Under this scenario, trade tensions would ease.
A more optimistic scenario
The effect of fiscal stimulus is larger than we expect and leads to both consumers and businesses spending robustly. Corporations ramp-up capital spending this year and next year, capitalizing on accelerated tax depreciation benefits and the ability to tap large cash accounts overseas. As a result, economic growth accelerates more than our base case model for 2018 and 2019.
However, with the U.S. economy already at full employment, we believe it would be difficult for the economy to maintain such a growth trajectory over a sustainable period. Similarly, corporate profit margins could eventually start to decline faster than anticipated, as wage inflation accelerates.
Trade disagreements are resolved under this forecast.

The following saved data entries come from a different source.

//! Content items and their loose metadata.

use std::{
    collections::BTreeMap,
    path::{Path, PathBuf},
};

use chrono::{DateTime, NaiveDate, NaiveDateTime, Utc};
use serde::{Deserialize, Serialize};
use serde_yaml::Value;

use crate::{error::Result, frontmatter::parse_frontmatter};

/// Arbitrary key/value attributes from a content file's front matter.
pub type Metadata = BTreeMap<String, Value>;

/// Format of a content source.
#[derive(Debug, Clone, Copy, PartialEq, Eq, Serialize, Deserialize)]
#[serde(rename_all = "lowercase")]
pub enum ContentFormat {
    /// Markdown content (.md files).
    Markdown,
    /// Plain HTML content (.html files).
    Html,
}

impl ContentFormat {
    /// Determine content format from file extension.
    pub fn from_extension(ext: &str) -> Option<Self> {
        match ext.to_lowercase().as_str() {
            "md" | "markdown" => Some(Self::Markdown),
            "html" | "htm" => Some(Self::Html),
            _ => None,
        }
    }

    /// Get the canonical file extension for this format.
    pub fn extension(&self) -> &'static str {
        match self {
            Self::Markdown => "md",
            Self::Html => "html",
        }
    }
}

/// One discovered input file flowing through the build.
#[derive(Debug, Clone, PartialEq)]
pub struct ContentItem {
    /// Path on disk.
    pub source: PathBuf,

    /// Path relative to the input directory.
    pub relative: PathBuf,

    /// Source format.
    pub format: ContentFormat,

    /// Front matter attributes.
    pub data: Metadata,

    /// Body without front matter.
    pub body: String,
}

impl ContentItem {
    /// Create an item from already parsed parts.
    pub fn new(
        relative: impl Into<PathBuf>,
        format: ContentFormat,
        data: Metadata,
        body: impl Into<String>,
    ) -> Self {
        let relative = relative.into();
        Self {
            source: relative.clone(),
            relative,
            format,
            data,
            body: body.into(),
        }
    }

    /// Parse raw file content read from `source`.
    ///
    /// Returns `Ok(None)` when the extension is not a content format.
    pub fn parse(source: &Path, input_dir: &Path, raw: &str) -> Result<Option<Self>> {
        let Some(format) = source
            .extension()
            .and_then(|ext| ext.to_str())
            .and_then(ContentFormat::from_extension)
        else {
            return Ok(None);
        };

        let (data, body) = parse_frontmatter(raw, source)?;
        let relative = source.strip_prefix(input_dir).unwrap_or(source);

        Ok(Some(Self {
            source: source.to_path_buf(),
            relative: relative.to_path_buf(),
            format,
            data,
            body,
        }))
    }

    /// Look up a metadata attribute.
    pub fn get(&self, key: &str) -> Option<&Value> {
        self.data.get(key)
    }

    /// Whether an attribute is present and truthy. Absent keys are falsy.
    pub fn is_truthy(&self, key: &str) -> bool {
        self.data.get(key).is_some_and(is_truthy)
    }

    /// Whether the author marked this item as a draft.
    pub fn is_draft(&self) -> bool {
        self.is_truthy("draft")
    }

    /// File extension of the source, lowercased.
    pub fn extension(&self) -> Option<String> {
        self.relative
            .extension()
            .and_then(|ext| ext.to_str())
            .map(str::to_lowercase)
    }

    /// Title attribute, if it is a string.
    pub fn title(&self) -> Option<&str> {
        self.get("title").and_then(Value::as_str)
    }

    /// Description attribute, if it is a string.
    pub fn description(&self) -> Option<&str> {
        self.get("description").and_then(Value::as_str)
    }

    /// Permalink override, if set.
    pub fn permalink(&self) -> Option<&str> {
        self.get("permalink").and_then(Value::as_str)
    }

    /// Publication date parsed from the `date` attribute.
    ///
    /// Accepts RFC 3339 timestamps, `YYYY-MM-DD HH:MM:SS` and bare dates.
    pub fn date(&self) -> Option<DateTime<Utc>> {
        self.get("date").and_then(Value::as_str).and_then(parse_date)
    }

    /// Tags from the `tags` attribute, which may be a single string or a list.
    pub fn tags(&self) -> Vec<String> {
        match self.get("tags") {
            Some(Value::String(tag)) => vec![tag.clone()],
            Some(Value::Sequence(tags)) => tags
                .iter()
                .filter_map(|t| t.as_str().map(str::to_string))
                .collect(),
            _ => Vec::new(),
        }
    }

    /// First path component relative to the input directory.
    pub fn section(&self) -> Option<&str> {
        let mut components = self.relative.components();
        let first = components.next()?;
        // A file at the top level has no section.
        components.next()?;
        first.as_os_str().to_str()
    }
}

/// Loose truthiness of a metadata value.
///
/// `null`, `false`, zero, NaN and the empty string are falsy. Everything else,
/// including empty lists and mappings, is truthy.
pub fn is_truthy(value: &Value) -> bool {
    match value {
        Value::Null => false,
        Value::Bool(b) => *b,
        Value::Number(n) => n.as_f64().is_some_and(|f| f != 0.0 && !f.is_nan()),
        Value::String(s) => !s.is_empty(),
        Value::Sequence(_) | Value::Mapping(_) => true,
        Value::Tagged(tagged) => is_truthy(&tagged.value),
    }
}

fn parse_date(raw: &str) -> Option<DateTime<Utc>> {
    let raw = raw.trim();
    if let Ok(dt) = DateTime::parse_from_rfc3339(raw) {
        return Some(dt.with_timezone(&Utc));
    }
    if let Ok(dt) = NaiveDateTime::parse_from_str(raw, "%Y-%m-%d %H:%M:%S") {
        return Some(dt.and_utc());
    }
    NaiveDate::parse_from_str(raw, "%Y-%m-%d")
        .ok()
        .and_then(|d| d.and_hms_opt(0, 0, 0))
        .map(|dt| dt.and_utc())
}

A pessimistic, yet low probability scenario
The effect from fiscal stimulus turns out to be smaller than expected, as the negative implications from a trade war and higher oil prices take a toll on U.S. economic growth. Consequently, consumers and businesses are more sensitive to rising interest rates than we project, and economic growth starts to slow into next year.
With corporate profit margins under pressure, unemployment starts to head north easing wage inflation pressures. In this scenario, corporate earnings would only modestly increase over the next few quarters before significantly declining next year.
Stay positive, but recognize what markets are saying
In our view, the market and economy are tilted towards the probable and optimistic scenarios. However, we believe it will be increasingly important to recognize the path for economic and stock price growth from here.
The most probable scenario for stocks and the economy are now baked into market expectations.
Indications of the more optimistic scenario taking hold could give equity prices a lift. Most investors have not placed much probability in the pessimistic scenario playing out.
In aggregate, this may be why equity prices have settled into a tighter trading pattern since their February lows. In our opinion, investors are waiting to see which scenario is most likely to play out before deciding how to position their investments.